• Final farewell to Bronislaw Geremek
  • 22.07.2008

In pouring rain, then in beautiful sunshine Warsaw bid farewell to Professor Bronislaw Geremek, says Dziennik reporting on the funeral of the icon of the anti-communist opposition in Poland and one of the founders of the free Solidarity trade union, who died on 13 July in a car accident.

Press reviewed by Krystyna Kolosowska

The funeral ceremony was attended by the family, representatives of Polish political elites, friends and close associates of the late Professor Geremek and the people of Warsaw. Also present was the European Parliament head Han-Gert Poettering, writes Rzeczpospolita. The official ceremony did not eliminate feelings of emotion, says Gazeta Wyborcza. The dailies cite heartfelt tributes from mourners, among them former president Lech Walesa and the first legendary Solidarity leader. “I thank God for having been able to know you, for having been able to admire you and be your disciple,” Walesa said.

The daily Fakt says there is still hope that parts of the American anti-missile shield will be placed in Poland. We had a big row, now the parties are back at the negotiation table. Polish foreign minister Radoslaw Sikorski met in Warsaw with Washington’s envoy Daniel Fried. “It was a good discussion, which moved Poland’s and the United States’ viewpoints closer on the missile shield,” Sikorski is quoted as saying. Concrete decisions are not known, but Fakt suggests that the US is ready to make concessions and meet the key Polish demand – to equip the Polish armed forces with Patriot missiles.

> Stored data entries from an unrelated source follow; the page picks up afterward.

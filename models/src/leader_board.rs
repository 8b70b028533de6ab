//! Ranked standings pushed by the server.
//!
//! Entries are kept as the server sent them. The client never merges, sorts or
//! re-ranks; a new board replaces the old one wholesale.

use serde::{Deserialize, Serialize};
use serde_json::Value;

/// One row of the leaderboard.
///
/// Typically `{"name": "...", "score": 10}`, but the shape belongs to the
/// server and is preserved untouched.
#[derive(Debug, Clone, PartialEq, Serialize, Deserialize)]
#[serde(transparent)]
pub struct LeaderBoardEntry(Value);

impl LeaderBoardEntry {
    pub fn new(value: Value) -> Self {
        Self(value)
    }

    /// Display name, if the entry carries a string `name` field.
    pub fn name(&self) -> Option<&str> {
        self.0.get("name").and_then(Value::as_str)
    }

    /// Numeric `score`, if present.
    pub fn score(&self) -> Option<f64> {
        self.0.get("score").and_then(Value::as_f64)
    }

    pub fn as_value(&self) -> &Value {
        &self.0
    }
}

impl From<Value> for LeaderBoardEntry {
    fn from(value: Value) -> Self {
        Self(value)
    }
}

#[derive(Debug, Clone, Default, PartialEq, Serialize, Deserialize)]
#[serde(transparent)]
pub struct LeaderBoard(Vec<LeaderBoardEntry>);

impl LeaderBoard {
    pub fn new(entries: Vec<LeaderBoardEntry>) -> Self {
        Self(entries)
    }

    pub fn entries(&self) -> &[LeaderBoardEntry] {
        &self.0
    }

    pub fn len(&self) -> usize {
        self.0.len()
    }

    pub fn is_empty(&self) -> bool {
        self.0.is_empty()
    }

    pub fn iter(&self) -> std::slice::Iter<'_, LeaderBoardEntry> {
        self.0.iter()
    }
}

impl FromIterator<LeaderBoardEntry> for LeaderBoard {
    fn from_iter<I: IntoIterator<Item = LeaderBoardEntry>>(iter: I) -> Self {
        Self(iter.into_iter().collect())
    }
}

impl<'a> IntoIterator for &'a LeaderBoard {
    type Item = &'a LeaderBoardEntry;
    type IntoIter = std::slice::Iter<'a, LeaderBoardEntry>;

    fn into_iter(self) -> Self::IntoIter {
        self.0.iter()
    }
}
use crate::ErrorLocation;

use thiserror::Error as ThisError;

#[derive(Debug, ThisError)]
pub enum ModelError {
    #[error("Validation Error: {message} {location}")]
    Validation {
        message: String,
        location: ErrorLocation,
    },
}
use crate::helpers::{
    TEST_TIMEOUT, TestServer, fast_policy, next_event, receive_text, send_text, unreachable_url,
};

use client_core::error::ws::WsError;
use client_core::ws::{ConnectionEvent, ConnectionManager};

use models::ConnectionState;

use std::time::Duration;

use tokio::time::{sleep, timeout};

/// **VALUE**: Verifies connect → Opened, then each text frame → one Message event.
///
/// **WHY THIS MATTERS**: This is the entire inbound path. If frames are lost, merged or
/// reordered, the client shows the wrong phase or board.
///
/// **BUG THIS CATCHES**: Would catch if:
/// - Opened is not emitted, or emitted before the state flips to Connected
/// - Frames are delivered out of order
#[tokio::test]
async fn given_server_when_connected_then_opened_and_frames_delivered_in_order() {
    // GIVEN: A running server and a manager pointed at it
    let mut server = TestServer::start().await;
    let (manager, mut events) = ConnectionManager::connect(&server.url(), fast_policy())
        .expect("Valid URL should be accepted");
    let mut ws = server.next_connection().await;

    // THEN: Opened first, state Connected
    assert_eq!(next_event(&mut events).await, ConnectionEvent::Opened);
    assert_eq!(manager.connection_state(), ConnectionState::Connected);

    // WHEN: Server sends three frames
    send_text(&mut ws, "one").await;
    send_text(&mut ws, "two").await;
    send_text(&mut ws, "three").await;

    // THEN: They arrive in order, one event each
    for expected in ["one", "two", "three"] {
        assert_eq!(
            next_event(&mut events).await,
            ConnectionEvent::Message(expected.to_string())
        );
    }

    manager.shutdown().await;
}

/// **VALUE**: Verifies the manager reconnects by itself after the server closes.
///
/// **WHY THIS MATTERS**: Reconnection without user action is the point of the manager.
///
/// **BUG THIS CATCHES**: Would catch if:
/// - Closed is not emitted on server close
/// - No retry is scheduled after a close
/// - The state watch is left at Connected
#[tokio::test]
async fn given_open_connection_when_server_closes_then_closed_and_reconnects() {
    // GIVEN: An open connection
    let mut server = TestServer::start().await;
    let (manager, mut events) = ConnectionManager::connect(&server.url(), fast_policy()).unwrap();
    let mut ws = server.next_connection().await;
    assert_eq!(next_event(&mut events).await, ConnectionEvent::Opened);
    let mut state = manager.watch_connection();

    // WHEN: The server closes the connection
    ws.close(None).await.expect("Failed to close");
    drop(ws);

    // THEN: Closed, then a fresh connection and Opened again
    assert_eq!(next_event(&mut events).await, ConnectionEvent::Closed);
    let _second = server.next_connection().await;
    assert_eq!(next_event(&mut events).await, ConnectionEvent::Opened);

    timeout(TEST_TIMEOUT, state.wait_for(|s| s.is_connected()))
        .await
        .expect("State should return to Connected")
        .unwrap();

    manager.shutdown().await;
}

/// **VALUE**: Verifies outbound frames reach the server while connected.
#[tokio::test]
async fn given_open_connection_when_sending_then_server_receives_frame() {
    let mut server = TestServer::start().await;
    let (manager, mut events) = ConnectionManager::connect(&server.url(), fast_policy()).unwrap();
    let mut ws = server.next_connection().await;
    assert_eq!(next_event(&mut events).await, ConnectionEvent::Opened);

    let accepted = manager.send(String::from(r#"{"type":"user","user":{"name":"Ada"}}"#));

    assert!(accepted);
    assert_eq!(
        receive_text(&mut ws).await,
        r#"{"type":"user","user":{"name":"Ada"}}"#
    );

    manager.shutdown().await;
}

/// **VALUE**: Verifies sends while disconnected are dropped, not queued.
///
/// **WHY THIS MATTERS**: Delivery is at-most-once. A queued registration replayed after
/// reconnecting would be a surprise duplicate the user never confirmed.
///
/// **BUG THIS CATCHES**: Would catch frames being buffered while disconnected.
#[tokio::test]
async fn given_no_server_when_sending_then_dropped_without_error() {
    // GIVEN: A manager that cannot connect yet
    let url = unreachable_url().await;
    let (manager, _events) = ConnectionManager::connect(&url, fast_policy()).unwrap();
    sleep(Duration::from_millis(50)).await;

    // WHEN: Sending
    let accepted = manager.send(String::from("lost"));

    // THEN: Dropped without error
    assert!(!accepted);
    assert_eq!(manager.connection_state(), ConnectionState::Disconnected);

    manager.shutdown().await;
}

/// **VALUE**: Verifies teardown cancels a pending reconnection and ends the task.
///
/// **WHY THIS MATTERS**: A reconnection timer that outlives the UI keeps dialing the
/// server forever from a client nobody is looking at.
#[tokio::test]
async fn given_pending_reconnection_when_shut_down_then_task_ends_without_opening() {
    // GIVEN: A manager retrying against a dead port
    let url = unreachable_url().await;
    let (manager, mut events) = ConnectionManager::connect(&url, fast_policy()).unwrap();
    sleep(Duration::from_millis(100)).await;

    // WHEN: Shutting down
    timeout(TEST_TIMEOUT, manager.shutdown())
        .await
        .expect("Shutdown should not hang");

    // THEN: No events were emitted and the stream is closed
    assert_eq!(
        timeout(TEST_TIMEOUT, events.recv()).await.unwrap(),
        None,
        "Failed attempts must not emit Opened or Closed"
    );
}

/// **VALUE**: Verifies explicit teardown of an open connection still reports Closed.
#[tokio::test]
async fn given_open_connection_when_torn_down_then_closed_emitted_and_no_reconnect() {
    let mut server = TestServer::start().await;
    let (manager, mut events) = ConnectionManager::connect(&server.url(), fast_policy()).unwrap();
    let _ws = server.next_connection().await;
    assert_eq!(next_event(&mut events).await, ConnectionEvent::Opened);

    manager.teardown();

    assert_eq!(next_event(&mut events).await, ConnectionEvent::Closed);
    assert_eq!(timeout(TEST_TIMEOUT, events.recv()).await.unwrap(), None);

    drop(manager);
}

#[tokio::test]
async fn given_http_url_when_connecting_then_returns_validation_error() {
    let result = ConnectionManager::connect("http://127.0.0.1:8080/ws", fast_policy());

    assert!(matches!(result, Err(WsError::Validation { .. })));
}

The Warsaw daily Zycie Warszawy informs that Poland’s capital will be friendlier to foreign tourists before Euro 2012 championships. New signs in English will appear in the streets. Announcements on the metro stations will be read in Polish and English shortly. Zycie Warszawy describes the troubles five German tourists had in Warsaw when they wanted to exchange faulty city transport tickets. Why? Because there was no one at the ticket office speaking any foreign language. The Warsaw city tourism board is planning to publish information booklets. One – entitled “Fall in Love with Warsaw” – has just been published in … Japanese. Representatives of the board admit, however, that they do not expect masses of Japanese tourists for Euro 2012 and the emphasis is to be placed shortly on closer neighbors.

Poles, on their part, are determined to improve the nation’s command of English. According to a survey commissioned by Dziennik, over 90 percent want to introduce English language classes at primary schools, starting from grade one. The education ministry has so far favored the idea of teaching any foreign language, not specifically English. But many leading Polish figures believe that the ministry should not disregard the results of the survey. Presently, less than a half of primary school pupils have obligatory English classes. Twenty nine percent of Poles speak English, which gives them one of the last places in Europe.

Poles used to be masters of political jokes, even if the laughter was mixed with tears, says a historian interviewed by Rzeczpospolita. The Institute of National Remembrance, investigating Nazi and communist crimes has just published a bulletin on satire during communist rule, a time when laughing at and ridiculing the system was a way of fighting against it. In the 1940s and 50s, during Stalinist times, one could land up behind bars for telling political jokes, like that one: what is the biggest success of Soviet medicine? Lenin always alive, recalls Rzeczpospolita.